Sunday, March 10, 2013

Not Quite The Victim Here

For someone who stands out for hurling his own share of scurrilous accusations, Prime Minister Baburam Bhattarai is sure stung to the quick.
On the face of it, the trouble the prime minister took in issuing a 12-point rebuttal to allegations raised during his tenure fits with any reasonable man’s innate desire to defend his reputation. However, Dr. Bhattarai’s core contention – that the media erroneously played up his remarks, activities and events – undercuts his claims on the specifics.
No Nepali prime minister has escaped the harsh judgment of his times. It has become almost axiomatic in Nepali politics that every government, at least in the popular perception, is worse than the one it succeeded.
Admittedly, no head of government would like to be remembered in such a sordid way. But that’s the price of practicing politics in perpetually polarized times. If Dr. Bhattarai thought he could buck this trend, then that says quite something about him.
When Dr. Bhattarai ascended to the premiership, he brought along a reputation for probity and efficiency as finance minister. What was also true was that he established such credentials at a time when Nepalis were focused primarily, if not exclusively, on the peace process and new constitution. There, Dr. Bhattarai’s boss, Prime Minister Pushpa Kamal Dahal, was taking much of the heat.

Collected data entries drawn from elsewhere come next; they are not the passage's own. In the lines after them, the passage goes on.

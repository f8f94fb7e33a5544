//! Error types for LocalTab
//!
//! All errors use thiserror for structured error handling.
//! These errors can be serialized for a frontend.

use thiserror::Error;

#[derive(Error, Debug)]
pub enum AppError {
    #[error("Database error: {0}")]
    Database(#[from] sqlx::Error),

    #[error("IO error: {0}")]
    Io(#[from] std::io::Error),

    #[error("Serialization error: {0}")]
    Serialization(#[from] serde_json::Error),

    #[error("HTTP error: {0}")]
    Http(#[from] reqwest::Error),

    /// Rejected input; nothing was written.
    #[error("Validation error: {0}")]
    Validation(String),

    #[error("Category not found: {0}")]
    CategoryNotFound(String),

    #[error("Blob store error: {0}")]
    BlobStore(String),

    #[error("Import error: {0}")]
    Import(String),

    #[error("{0}")]
    Generic(String),
}

impl serde::Serialize for AppError {
    fn serialize<S>(&self, serializer: S) -> std::result::Result<S::Ok, S::Error>
    where
        S: serde::Serializer,
    {
        serializer.serialize_str(&self.to_string())
    }
}

pub type Result<T> = std::result::Result<T, AppError>;

#[cfg(test)]
mod tests {
    use super::*;

    #[test]
    fn test_serializes_as_display_string() {
        let err = AppError::Validation("Invalid URL: nope".to_string());
        let json = serde_json::to_string(&err).unwrap();
        assert_eq!(json, "\"Validation error: Invalid URL: nope\"");
    }

    #[test]
    fn test_io_error_converts() {
        let io = std::io::Error::new(std::io::ErrorKind::NotFound, "missing");
        let err: AppError = io.into();
        assert!(matches!(err, AppError::Io(_)));
    }
}
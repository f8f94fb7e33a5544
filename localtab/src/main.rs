// LocalTab - new-tab dashboard storage core
// Entry point: open the data directory, then export, import, or summarize

use anyhow::Context;
use clap::{Parser, Subcommand};
use localtab::{app, config, dashboard::Dashboard};
use std::path::PathBuf;
use tracing_subscriber::{layer::SubscriberExt, util::SubscriberInitExt};

/// Local storage for the LocalTab new-tab dashboard
#[derive(Debug, Parser)]
#[command(name = "localtab", version, about)]
struct Cli {
    /// Directory holding the database, blobs and backups
    #[arg(long, env = config::DATA_DIR_ENV, default_value = config::DEFAULT_DATA_DIR)]
    data_dir: PathBuf,

    #[command(subcommand)]
    command: Option<Command>,
}

#[derive(Debug, Subcommand)]
enum Command {
    /// Write a JSON backup (defaults to the backups directory)
    Export { dir: Option<PathBuf> },
    /// Replace all data with the contents of a JSON backup
    Import { file: PathBuf },
}

#[tokio::main]
async fn main() -> anyhow::Result<()> {
    let cli = Cli::parse();

    // Initialize logging
    tracing_subscriber::registry()
        .with(
            tracing_subscriber::EnvFilter::try_from_default_env()
                .unwrap_or_else(|_| "localtab=debug,info".into()),
        )
        .with(tracing_subscriber::fmt::layer())
        .init();

    tracing::info!("Starting LocalTab");

    let state = app::setup(cli.data_dir)
        .await
        .context("failed to open data directory")?;

    match cli.command {
        Some(Command::Export { dir }) => {
            let path = state.backup.export_to_file(dir.as_deref()).await?;
            tracing::info!("Backup written to {:?}", path);
        }
        Some(Command::Import { file }) => {
            let summary = state.backup.import_from_file(&file).await?;
            tracing::info!(
                "Imported {} categories, {} links, {} link groups",
                summary.categories,
                summary.links,
                summary.link_groups
            );
        }
        None => {
            let dashboard = Dashboard::load(state).await?;
            for info in dashboard.categories() {
                tracing::info!(
                    "[{}] {} ({} links)",
                    info.category.sort,
                    info.category.name,
                    info.links.len()
                );
            }
            tracing::info!("Search engine: {}", dashboard.search_engine().display_name());
        }
    }

    Ok(())
}

#[cfg(test)]
mod tests {
    use super::*;
    use clap::CommandFactory;

    #[test]
    fn test_cli_definition() {
        Cli::command().debug_assert();
    }

    #[test]
    fn test_parse_subcommands() {
        let cli = Cli::try_parse_from(["localtab", "--data-dir", "/tmp/lt", "import", "backup.json"]).unwrap();
        assert_eq!(cli.data_dir, PathBuf::from("/tmp/lt"));
        assert!(matches!(cli.command, Some(Command::Import { file }) if file == PathBuf::from("backup.json")));

        let cli = Cli::try_parse_from(["localtab", "--data-dir", "/tmp/lt", "export"]).unwrap();
        assert!(matches!(cli.command, Some(Command::Export { dir: None })));
    }

    #[test]
    fn test_import_requires_file() {
        assert!(Cli::try_parse_from(["localtab", "import"]).is_err());
    }
}
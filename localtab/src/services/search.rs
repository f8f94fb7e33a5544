//! Search box helpers
//!
//! Turns what the user typed into a URL: direct navigation for URLs and
//! bare domains, otherwise a query on the selected search engine.

use crate::config::{
    BAIDU_SEARCH_URL, BING_SEARCH_URL, DUCKDUCKGO_SEARCH_URL, GOOGLE_SEARCH_URL,
};
use crate::database::SearchEngine;
use url::form_urlencoded;

impl SearchEngine {
    pub const ALL: [SearchEngine; 4] = [
        SearchEngine::Google,
        SearchEngine::Bing,
        SearchEngine::Baidu,
        SearchEngine::DuckDuckGo,
    ];

    pub fn display_name(self) -> &'static str {
        match self {
            SearchEngine::Google => "Google",
            SearchEngine::Bing => "Bing",
            SearchEngine::Baidu => "Baidu",
            SearchEngine::DuckDuckGo => "DuckDuckGo",
        }
    }

    /// Query URL prefix; the encoded query is appended
    pub fn base_url(self) -> &'static str {
        match self {
            SearchEngine::Google => GOOGLE_SEARCH_URL,
            SearchEngine::Bing => BING_SEARCH_URL,
            SearchEngine::Baidu => BAIDU_SEARCH_URL,
            SearchEngine::DuckDuckGo => DUCKDUCKGO_SEARCH_URL,
        }
    }

    pub fn query_url(self, query: &str) -> String {
        let encoded: String = form_urlencoded::byte_serialize(query.as_bytes()).collect();
        format!("{}{}", self.base_url(), encoded)
    }
}

/// Where the search box should navigate for `query`; `None` when blank
pub fn resolve_query(query: &str, engine: SearchEngine) -> Option<String> {
    let query = query.trim();
    if query.is_empty() {
        return None;
    }

    let lower = query.to_ascii_lowercase();
    if lower.starts_with("http://") || lower.starts_with("https://") {
        return Some(query.to_string());
    }
    if lower.starts_with("www.") || is_bare_domain(query) {
        return Some(format!("https://{}", query));
    }

    Some(engine.query_url(query))
}

/// `name.tld`: a 3-63 char label of alphanumerics and inner hyphens, then
/// an alphabetic TLD of at least two letters
fn is_bare_domain(input: &str) -> bool {
    let Some((label, tld)) = input.split_once('.') else {
        return false;
    };

    let bytes = label.as_bytes();
    let label_ok = (3..=63).contains(&bytes.len())
        && bytes[0].is_ascii_alphanumeric()
        && bytes[bytes.len() - 1].is_ascii_alphanumeric()
        && bytes.iter().all(|b| b.is_ascii_alphanumeric() || *b == b'-');

    let tld_ok = tld.len() >= 2 && tld.bytes().all(|b| b.is_ascii_alphabetic());

    label_ok && tld_ok
}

The reputation of an efficient tax collector was going to be of little use to Dr. Bhattarai in the top job. He took the reins when the twin tasks were grievously faltering. Yet he and his aides seemed complicit in fanning expectations from his ministerial record.
Charges of corruption, nepotism and patronage take little time to set in and then speedily take a life of their own. When hopes – regardless of rationality – are belied, the costs become brutal.
Even seemingly genuine symbols of change – i.e., the adoption of indigenous vehicles or espousal of direct and regular interaction with the people – tend to be revisited with popular cynicism.
Over time, it became easy to juxtapose the circumstances surrounding the BIPPA agreement with India, the Tribhuvan International Airport development plan, the mismanagement of Chinese Premier Wen Jiabao’s visit, and the split of the Maoist party with new revelations from Indian sources on the Maoists’ maneuverings with New Delhi officialdom all the way back to at least 2002.
Maila Baje recognizes Dr. Bhattarai’s longstanding penchant for dismissing critics as Goebbelsian fiends. If the Nepali media have misquoted people, it is not a new phenomenon that has somehow injured only the incumbent prime minister. Moreover, the people are far from gullible; they have their own quibbles with reporters and editors. But how long have Nepali politicians blamed the media misquotations to wriggle out of difficult situations?
And who has better manipulated the media for his own ends than Dr. Bhattarai? During the early years of the Maoist insurgency, when elements in the mainstream parties and the media accused the royal palace of directly running the rebels, Dr. Bhattarai did not see it fit to rebut the charges to preserve the purity of his ‘revolution’. In fact, he took the opportunity to malign the palace as well as scare the mainstream parties by playing up even minor contacts with Panchayat-era politicians.
When it suited him, Dr. Bhattarai praised all Shah monarchs before Gyanendra Shah, boldly proclaiming that Nepalis would eventually evaluate them highly. Yet when times changed, he sought to club the Bhimsen Thapa and Rana eras – a cumulative 134 years when the palace existed only in name – into 230 years of monarchical malevolence the country could no longer afford.
The upshot? A skilled practitioner of evasion, obfuscation and fabrication, Dr. Bhattarai could have helped his legacy by shunning this blatant victim card.